Differences in plasma and tissue aluminum concentrations due to different aluminum-containing drugs in patients with renal insufficiency and with normal renal function.

The gastrointestinal absorption of aluminum from orally administered aluminum-containing drugs is well documented. Retention of the absorbed aluminum leads to elevated levels of this metal in the tissue of patients with renal failure. We studied two groups of dialysis patients who had received equal amounts of the different aluminum-containing phosphate-binders Aludrox and Antiphosphat.
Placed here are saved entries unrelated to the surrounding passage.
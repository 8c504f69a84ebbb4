//! Debate engine configuration from TOML (`[debate]` section)

use council_domain::{
    ConfigIssue, ConfigIssueCode, ConsensusRule, DEFAULT_CONSENSUS_THRESHOLD, DEFAULT_MAX_ROUNDS,
    DEFAULT_MAX_ROUNDS_LIMIT, DEFAULT_MIN_AGREEMENT_RATIO, DebateConfig,
};
use serde::{Deserialize, Serialize};
use std::time::Duration;

/// Raw debate configuration from TOML
#[derive(Debug, Clone, PartialEq, Serialize, Deserialize)]
#[serde(default)]
pub struct FileDebateConfig {
    /// Rounds per session when the command line does not say
    pub max_rounds: u32,
    /// Largest round count a session may request
    pub max_rounds_limit: u32,
    /// Pairwise similarity needed for consensus
    pub consensus_threshold: f64,
    /// Consensus rule: "pairwise" or "majority"
    pub rule: String,
    /// Share of responses that must agree under the majority rule
    pub min_agreement_ratio: f64,
    /// Per-backend call timeout in seconds
    pub call_timeout_secs: u64,
    /// Only use backends with `mode = "ollama"`
    pub ollama_only: bool,
}

impl Default for FileDebateConfig {
    fn default() -> Self {
        Self {
            max_rounds: DEFAULT_MAX_ROUNDS,
            max_rounds_limit: DEFAULT_MAX_ROUNDS_LIMIT,
            consensus_threshold: DEFAULT_CONSENSUS_THRESHOLD,
            rule: "pairwise".to_string(),
            min_agreement_ratio: DEFAULT_MIN_AGREEMENT_RATIO,
            call_timeout_secs: 30,
            ollama_only: false,
        }
    }
}

impl FileDebateConfig {
    /// Parse the rule string, falling back to pairwise on unknown values
    pub fn parse_rule(&self) -> (ConsensusRule, Vec<ConfigIssue>) {
        match self.rule.parse::<ConsensusRule>() {
            Ok(rule) => (rule.with_min_agreement_ratio(self.min_agreement_ratio), vec![]),
            Err(e) => (
                ConsensusRule::Pairwise,
                vec![ConfigIssue::error(
                    ConfigIssueCode::UnknownRule,
                    format!("debate.rule: {}", e),
                )],
            ),
        }
    }

    /// Convert to the domain value object, reporting every problem found
    pub fn to_debate_config(&self) -> (DebateConfig, Vec<ConfigIssue>) {
        let (rule, mut issues) = self.parse_rule();

        if self.max_rounds_limit == 0 {
            issues.push(ConfigIssue::error(
                ConfigIssueCode::RoundsOutOfRange,
                "debate.max_rounds_limit must be at least 1",
            ));
        } else if self.max_rounds == 0 || self.max_rounds > self.max_rounds_limit {
            issues.push(ConfigIssue::error(
                ConfigIssueCode::RoundsOutOfRange,
                format!(
                    "debate.max_rounds must be between 1 and {}, got {}",
                    self.max_rounds_limit, self.max_rounds
                ),
            ));
        }

        if !(0.0..=1.0).contains(&self.consensus_threshold) {
            issues.push(ConfigIssue::error(
                ConfigIssueCode::ThresholdOutOfRange,
                format!(
                    "debate.consensus_threshold must be within [0, 1], got {}",
                    self.consensus_threshold
                ),
            ));
        }

        if let Err(e) = rule.validate() {
            issues.push(ConfigIssue::error(
                ConfigIssueCode::AgreementRatioOutOfRange,
                format!("debate.min_agreement_ratio: {}", e),
            ));
        }

        if self.call_timeout_secs == 0 {
            issues.push(ConfigIssue::warning(
                ConfigIssueCode::TimeoutOutOfRange,
                "debate.call_timeout_secs is 0; using 1 second",
            ));
        }

        let config = DebateConfig::default()
            .with_max_rounds(self.max_rounds)
            .with_max_rounds_limit(self.max_rounds_limit)
            .with_consensus_threshold(self.consensus_threshold)
            .with_rule(rule)
            .with_call_timeout(Duration::from_secs(self.call_timeout_secs.max(1)));

        (config, issues)
    }
}
//! Core domain concepts shared across all subdomains.
//!
//! - [`question::Question`] - a validated question to pose to the council
//! - [`error::DomainError`] - domain-level errors

pub mod error;
pub mod question;
pub mod string;
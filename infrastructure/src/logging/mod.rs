//! Logging infrastructure: structured debate transcripts.
//!
//! Provides [`JsonlTranscriptLogger`], a JSONL file writer that implements
//! the [`TranscriptLogger`](council_application::TranscriptLogger) port.

mod jsonl_transcript;

pub use jsonl_transcript::JsonlTranscriptLogger;
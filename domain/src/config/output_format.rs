//! Output format value object

use serde::{Deserialize, Serialize};

/// How a finished debate is printed
///
/// This is a domain concept representing how the output should be formatted.
#[derive(Debug, Clone, Copy, PartialEq, Eq, Serialize, Deserialize, Default)]
#[serde(rename_all = "lowercase")]
pub enum OutputFormat {
    /// Every round followed by the final answer
    Full,
    /// Only the final answer (default)
    #[default]
    Final,
    /// The serialized session as JSON
    Json,
}

impl std::str::FromStr for OutputFormat {
    type Err = String;

    fn from_str(s: &str) -> Result<Self, Self::Err> {
        match s.to_lowercase().as_str() {
            "full" => Ok(OutputFormat::Full),
            "final" => Ok(OutputFormat::Final),
            "json" => Ok(OutputFormat::Json),
            _ => Err(format!("Unknown output format: {}. Valid: full, final, json", s)),
        }
    }
}
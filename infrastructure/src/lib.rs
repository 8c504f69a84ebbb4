//! Infrastructure layer for debate-council
//!
//! This crate contains adapters that implement the ports defined
//! in the application layer: HTTP backends for hosted APIs and Ollama,
//! configuration file loading, and the JSONL transcript writer.

pub mod backends;
pub mod config;
pub mod logging;

// Re-export commonly used types
pub use backends::{
    BackendFactory, OllamaBackend, OllamaClient, RemoteBackend, RemoteSettings,
};
pub use config::{
    ConfigError, ConfigLoader, FileBackendConfig, FileConfig, FileDebateConfig,
    FileLoggingConfig, FileOllamaConfig, FileOutputConfig, FileOutputFormat, FileProvidersConfig,
    FileRemoteProviderConfig,
};
pub use logging::JsonlTranscriptLogger;
//! String utilities for the domain layer.

/// Shorten text for log lines and progress messages (UTF-8 safe)
///
/// Newlines are flattened to spaces so a preview always fits on one line.
pub fn preview(s: &str, max_len: usize) -> String {
    let flat: String = s
        .chars()
        .map(|c| if c == '\n' || c == '\r' { ' ' } else { c })
        .collect();
    if flat.len() <= max_len {
        return flat;
    }
    let target = max_len.saturating_sub(3);
    let mut end = target.min(flat.len());
    while end > 0 && !flat.is_char_boundary(end) {
        end -= 1;
    }
    format!("{}...", &flat[..end])
}

/// Title-case a backend or model identifier for display
///
/// `"llama3.1"` becomes `"Llama3.1"`, `"gpt-4o-mini"` becomes `"Gpt-4o-Mini"`.
pub fn title_case(id: &str) -> String {
    let mut out = String::with_capacity(id.len());
    let mut at_word_start = true;
    for c in id.chars() {
        if at_word_start {
            out.extend(c.to_uppercase());
        } else {
            out.push(c);
        }
        at_word_start = !c.is_alphanumeric() && c != '.';
    }
    out
}
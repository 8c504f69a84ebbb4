//! Raw TOML configuration data types
//!
//! These structs represent the exact structure of the TOML config file.
//! They are deserialized directly and use domain types where appropriate.

mod backends;
mod debate;
mod output;
mod providers;

pub use backends::FileBackendConfig;
pub use debate::FileDebateConfig;
pub use output::{FileLoggingConfig, FileOutputConfig, FileOutputFormat};
pub use providers::{FileOllamaConfig, FileProvidersConfig, FileRemoteProviderConfig};

use council_domain::{ConfigIssue, ConfigIssueCode};
use serde::{Deserialize, Serialize};
use std::collections::HashSet;

/// Complete file configuration (raw TOML structure)
#[derive(Debug, Clone, PartialEq, Serialize, Deserialize)]
#[serde(default)]
pub struct FileConfig {
    /// Round and consensus settings
    pub debate: FileDebateConfig,
    /// Participating backends, in registry order
    pub backends: Vec<FileBackendConfig>,
    /// Per-provider connection settings
    pub providers: FileProvidersConfig,
    /// Output settings
    pub output: FileOutputConfig,
    /// Log file and transcript locations
    pub logging: FileLoggingConfig,
}

impl Default for FileConfig {
    fn default() -> Self {
        Self {
            debate: FileDebateConfig::default(),
            backends: FileBackendConfig::defaults(),
            providers: FileProvidersConfig::default(),
            output: FileOutputConfig::default(),
            logging: FileLoggingConfig::default(),
        }
    }
}

impl FileConfig {
    /// Validate the entire configuration, returning all detected issues.
    ///
    /// Checks:
    /// 1. `[debate]` values (rule, round bounds, threshold, agreement ratio)
    /// 2. Each backend's provider and mode
    /// 3. Duplicate backend ids (names that slug to the same id)
    /// 4. An empty backend list
    pub fn validate(&self) -> Vec<ConfigIssue> {
        let mut issues = self.debate.to_debate_config().1;

        let mut seen = HashSet::new();
        for backend in &self.backends {
            if let Err(issue) = backend.parse() {
                issues.push(issue);
            }
            let id = backend.id();
            if !id.is_empty() && !seen.insert(id.clone()) {
                issues.push(ConfigIssue::error(
                    ConfigIssueCode::DuplicateBackendName,
                    format!(
                        "backend name '{}' clashes with another backend (id '{}')",
                        backend.display_name(),
                        id
                    ),
                ));
            }
        }

        if self.backends.is_empty() {
            issues.push(ConfigIssue::error(
                ConfigIssueCode::EmptyBackendList,
                "no [[backends]] configured",
            ));
        }

        issues
    }

    /// Backends that take part in a session, in configured order.
    ///
    /// `ollama_only` drops every non-local backend; a non-empty `names`
    /// keeps only backends whose display name matches (case-insensitive).
    pub fn selected_backends(&self, ollama_only: bool, names: &[String]) -> Vec<&FileBackendConfig> {
        self.backends
            .iter()
            .filter(|b| !ollama_only || b.is_ollama())
            .filter(|b| {
                names.is_empty()
                    || names
                        .iter()
                        .any(|n| n.eq_ignore_ascii_case(&b.display_name()))
            })
            .collect()
    }
}

#[cfg(test)]
mod tests {
    use super::*;
    use council_domain::OutputFormat;

    #[test]
    fn test_deserialize_full_config() {
        let toml_str = r#"
[debate]
max_rounds = 5
consensus_threshold = 0.9
rule = "majority"
min_agreement_ratio = 0.75

[[backends]]
name = "GPT"
provider = "openai"
model = "gpt-4o-mini"

[[backends]]
provider = "ollama"
model = "llama3:8b"
mode = "ollama"

[providers.ollama]
timeout_secs = 300

[output]
format = "full"
color = false
"#;

        let config: FileConfig = toml::from_str(toml_str).unwrap();
        assert_eq!(config.debate.max_rounds, 5);
        assert_eq!(config.debate.rule, "majority");
        assert_eq!(config.backends.len(), 2);
        assert!(config.backends[1].is_ollama());
        assert_eq!(config.providers.ollama.timeout_secs, 300);
        assert_eq!(config.output.format, Some(OutputFormat::Full));
        assert!(!config.output.color);
        assert!(config.validate().is_empty());
    }

    #[test]
    fn test_deserialize_partial_config() {
        let toml_str = r#"
[debate]
max_rounds = 2
"#;

        let config: FileConfig = toml::from_str(toml_str).unwrap();
        assert_eq!(config.debate.max_rounds, 2);
        // Defaults should apply
        assert_eq!(config.debate.consensus_threshold, 0.85);
        assert_eq!(config.backends.len(), 4);
        assert!(config.output.color);
    }

    #[test]
    fn test_validate_valid_config() {
        let config = FileConfig::default();
        assert!(config.validate().is_empty());
    }

    #[test]
    fn test_validate_collects_all_issues() {
        let mut config = FileConfig::default();
        config.debate.rule = "vibes".to_string();
        config.backends.push(FileBackendConfig::remote("xAI Grok Beta", "xai", "grok-2"));
        config
            .backends
            .push(FileBackendConfig::remote("Other", "cohere", "command-r"));

        let codes: Vec<_> = config.validate().iter().map(|i| i.code).collect();
        assert!(codes.contains(&ConfigIssueCode::UnknownRule));
        assert!(codes.contains(&ConfigIssueCode::DuplicateBackendName));
        assert!(codes.contains(&ConfigIssueCode::UnknownProvider));
    }

    #[test]
    fn test_validate_duplicate_ids() {
        let config = FileConfig {
            backends: vec![
                FileBackendConfig::remote("GPT 4", "openai", "gpt-4"),
                FileBackendConfig::remote("GPT-4", "openai", "gpt-4"),
                FileBackendConfig::remote("!!!", "openai", "gpt-4"),
            ],
            ..Default::default()
        };
        let codes: Vec<_> = config.validate().iter().map(|i| i.code).collect();
        assert_eq!(
            codes,
            vec![
                ConfigIssueCode::DuplicateBackendName,
                ConfigIssueCode::InvalidBackendName
            ]
        );
    }

    #[test]
    fn test_validate_empty_backends() {
        let config = FileConfig {
            backends: vec![],
            ..Default::default()
        };
        let issues = config.validate();
        assert_eq!(issues.len(), 1);
        assert_eq!(issues[0].code, ConfigIssueCode::EmptyBackendList);
    }

    #[test]
    fn test_selected_backends() {
        let mut config = FileConfig::default();
        config.backends.push(FileBackendConfig::ollama("mistral"));

        let local = config.selected_backends(true, &[]);
        assert_eq!(local.len(), 1);
        assert_eq!(local[0].model, "mistral");

        let named = config.selected_backends(false, &["xai grok beta".to_string()]);
        assert_eq!(named.len(), 1);
        assert_eq!(named[0].provider, "xai");

        assert!(config.selected_backends(true, &["xAI Grok Beta".to_string()]).is_empty());
    }
}
//! Command-line interface definitions

pub mod commands;
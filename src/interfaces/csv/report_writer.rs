use crate::domain::transaction::PaymentTransaction;
use crate::error::Result;
use std::io::Write;

/// Writes the final per-transaction report as CSV.
pub struct ReportWriter<W: Write> {
    writer: csv::Writer<W>,
}

impl<W: Write> ReportWriter<W> {
    pub fn new(target: W) -> Self {
        Self {
            writer: csv::WriterBuilder::new().from_writer(target),
        }
    }

    pub fn write_transactions(&mut self, mut transactions: Vec<PaymentTransaction>) -> Result<()> {
        transactions.sort_by_key(|t| (t.subscription_id, t.started_at));

        self.writer.write_record([
            "transaction_id",
            "subscription_id",
            "status",
            "attempts",
            "finished_at",
            "reason",
        ])?;

        for transaction in transactions {
            self.writer.write_record([
                transaction.id.to_string(),
                transaction.subscription_id.to_string(),
                transaction.status.to_string(),
                transaction.rejected_payment_count.to_string(),
                transaction
                    .finished_at
                    .map(|at| at.to_rfc3339())
                    .unwrap_or_default(),
                transaction.cancellation_reason.unwrap_or_default(),
            ])?;
        }

        self.writer.flush()?;
        Ok(())
    }
}
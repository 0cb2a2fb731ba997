pub mod orchestrator;
pub mod processor;
pub mod renewal;
pub mod triggers;
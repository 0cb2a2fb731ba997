mod common;

use chrono::Utc;
use common::{ChargeReply, ScriptedGateway, due_subscription};
use std::sync::Arc;
use subrenew::application::processor::{ProcessOutcome, TransactionProcessor};
use subrenew::domain::events::RenewalStartEvent;
use subrenew::domain::ports::TransactionStore;
use subrenew::domain::transaction::{PaymentTransaction, TransactionStatus};
use subrenew::error::RenewalError;
use subrenew::infrastructure::in_memory::InMemoryTransactionStore;

async fn seeded(store: &InMemoryTransactionStore) -> PaymentTransaction {
    let today = Utc::now().date_naive();
    let subscription = due_subscription(today);
    store
        .create_due(&subscription, today, Utc::now())
        .await
        .unwrap()
        .unwrap()
}

fn processor(
    store: Arc<InMemoryTransactionStore>,
    gateway: Arc<ScriptedGateway>,
) -> TransactionProcessor {
    TransactionProcessor::new(store, gateway)
}

#[tokio::test]
async fn test_first_decline_schedules_retry_with_incremented_count() {
    let store = Arc::new(InMemoryTransactionStore::new());
    let transaction = seeded(&store).await;
    let processor = processor(store.clone(), Arc::new(ScriptedGateway::declining()));

    let outcome = processor
        .process_start(&RenewalStartEvent::for_transaction(&transaction))
        .await
        .unwrap();

    let retry = match outcome {
        ProcessOutcome::RetryRequested { event } => event,
        other => panic!("expected retry, got {other:?}"),
    };
    assert_eq!(retry.rejected_payment_count, 1);
    assert_eq!(retry.transaction_id, transaction.id);

    let stored = store.get(transaction.id).await.unwrap().unwrap();
    assert_eq!(stored.status, TransactionStatus::PendingRetry);
    assert_eq!(stored.rejected_payment_count, 1);
    assert!(stored.finished_at.is_none());
}

#[tokio::test]
async fn test_exhausted_retries_decline_terminally() {
    let store = Arc::new(InMemoryTransactionStore::new());
    let mut transaction = seeded(&store).await;
    transaction.rejected_payment_count = 3;
    transaction
        .transition(TransactionStatus::Processing, Utc::now())
        .unwrap();
    transaction
        .transition(TransactionStatus::PendingRetry, Utc::now())
        .unwrap();
    store.store(transaction.clone()).await.unwrap();

    let processor = processor(store.clone(), Arc::new(ScriptedGateway::declining()));
    let outcome = processor
        .process_start(&RenewalStartEvent::for_transaction(&transaction))
        .await
        .unwrap();

    let (declined, reason) = match outcome {
        ProcessOutcome::Declined {
            transaction,
            reason,
        } => (transaction, reason),
        other => panic!("expected decline, got {other:?}"),
    };
    assert!(reason.contains("after 3 attempts"));

    let stored = store.get(declined.id).await.unwrap().unwrap();
    assert_eq!(stored.status, TransactionStatus::Declined);
    assert_eq!(stored.rejected_payment_count, 3);
    assert!(stored.finished_at.is_some());
    assert!(stored.cancellation_reason.is_some());
}

#[tokio::test]
async fn test_gateway_success_approves() {
    let store = Arc::new(InMemoryTransactionStore::new());
    let transaction = seeded(&store).await;
    let processor = processor(store.clone(), Arc::new(ScriptedGateway::approving()));

    let outcome = processor
        .process_start(&RenewalStartEvent::for_transaction(&transaction))
        .await
        .unwrap();
    assert!(matches!(outcome, ProcessOutcome::Approved { .. }));

    let stored = store.get(transaction.id).await.unwrap().unwrap();
    assert_eq!(stored.status, TransactionStatus::Approved);
    assert!(stored.finished_at.is_some());
    assert_eq!(stored.rejected_payment_count, 0);
}

#[tokio::test]
async fn test_gateway_timeout_leaves_row_processing() {
    let store = Arc::new(InMemoryTransactionStore::new());
    let transaction = seeded(&store).await;
    let gateway = Arc::new(ScriptedGateway::replies(
        vec![ChargeReply::Unavailable],
        ChargeReply::Approve,
    ));
    let processor = processor(store.clone(), gateway);

    let err = processor
        .process_start(&RenewalStartEvent::for_transaction(&transaction))
        .await
        .unwrap_err();
    assert!(matches!(err, RenewalError::GatewayUnavailable(_)));
    assert!(err.is_retryable());

    // No stored transition beyond PROCESSING, no terminal stamp.
    let stored = store.get(transaction.id).await.unwrap().unwrap();
    assert_eq!(stored.status, TransactionStatus::Processing);
    assert!(stored.finished_at.is_none());
    assert_eq!(stored.rejected_payment_count, 0);
}

#[tokio::test]
async fn test_terminal_delivery_produces_no_state_change() {
    let store = Arc::new(InMemoryTransactionStore::new());
    let mut transaction = seeded(&store).await;
    transaction
        .transition(TransactionStatus::Processing, Utc::now())
        .unwrap();
    transaction
        .transition(TransactionStatus::Approved, Utc::now())
        .unwrap();
    store.store(transaction.clone()).await.unwrap();

    let gateway = Arc::new(ScriptedGateway::declining());
    let processor = processor(store.clone(), gateway.clone());

    let outcome = processor
        .process_start(&RenewalStartEvent::for_transaction(&transaction))
        .await
        .unwrap();
    assert!(matches!(outcome, ProcessOutcome::AlreadyFinal));
    assert_eq!(gateway.calls(), 0);

    let stored = store.get(transaction.id).await.unwrap().unwrap();
    assert_eq!(stored, transaction);
}

#[tokio::test]
async fn test_finished_at_iff_terminal_across_a_full_retry_chain() {
    let store = Arc::new(InMemoryTransactionStore::new());
    let transaction = seeded(&store).await;
    let processor = processor(store.clone(), Arc::new(ScriptedGateway::declining()));

    // Drive the same transaction through its whole retry budget.
    let mut event = RenewalStartEvent::for_transaction(&transaction);
    loop {
        let stored = store.get(transaction.id).await.unwrap().unwrap();
        assert_eq!(
            stored.finished_at.is_some(),
            stored.status.is_terminal(),
            "finished_at must be set exactly on terminal statuses, saw {stored:?}"
        );
        match processor.process_start(&event).await.unwrap() {
            ProcessOutcome::RetryRequested { event: next } => event = next,
            ProcessOutcome::Declined { .. } => break,
            other => panic!("unexpected outcome {other:?}"),
        }
    }

    let stored = store.get(transaction.id).await.unwrap().unwrap();
    assert_eq!(stored.status, TransactionStatus::Declined);
    assert_eq!(stored.rejected_payment_count, 3);
    assert!(stored.finished_at.is_some());
}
It has recently been shown that Antiphosphat releases only a few aluminum ions in an environment of low pH. Consistent with this finding, we found the aluminum levels to be significantly higher in the plasma, bone, and hair of patients who had received Aludrox as phosphate binder. Subjects with normal renal function excreted most of the ingested and absorbed aluminum. No data are available concerning the tissue load of the element in these subjects. We studied two groups of patients with normal renal function who had received antacid drugs prior to neurosurgery on a brain tumor. The first group of patients were treated with an aluminum-rich antacid (Maalox 70); the other group received an aluminum-poor drug (magaldrate) for 10 days prior to the operation. Analysis of the brain-tissue removed revealed twofold higher aluminum levels in the patients who had received Maalox 70. These results indicate that administration of aluminum-containing drugs leads to a tissue load of aluminum in patients with an impaired renal function as well as in those with a normal function. The extent of the aluminum load depends on the aluminum content and the liberation rate of the drug.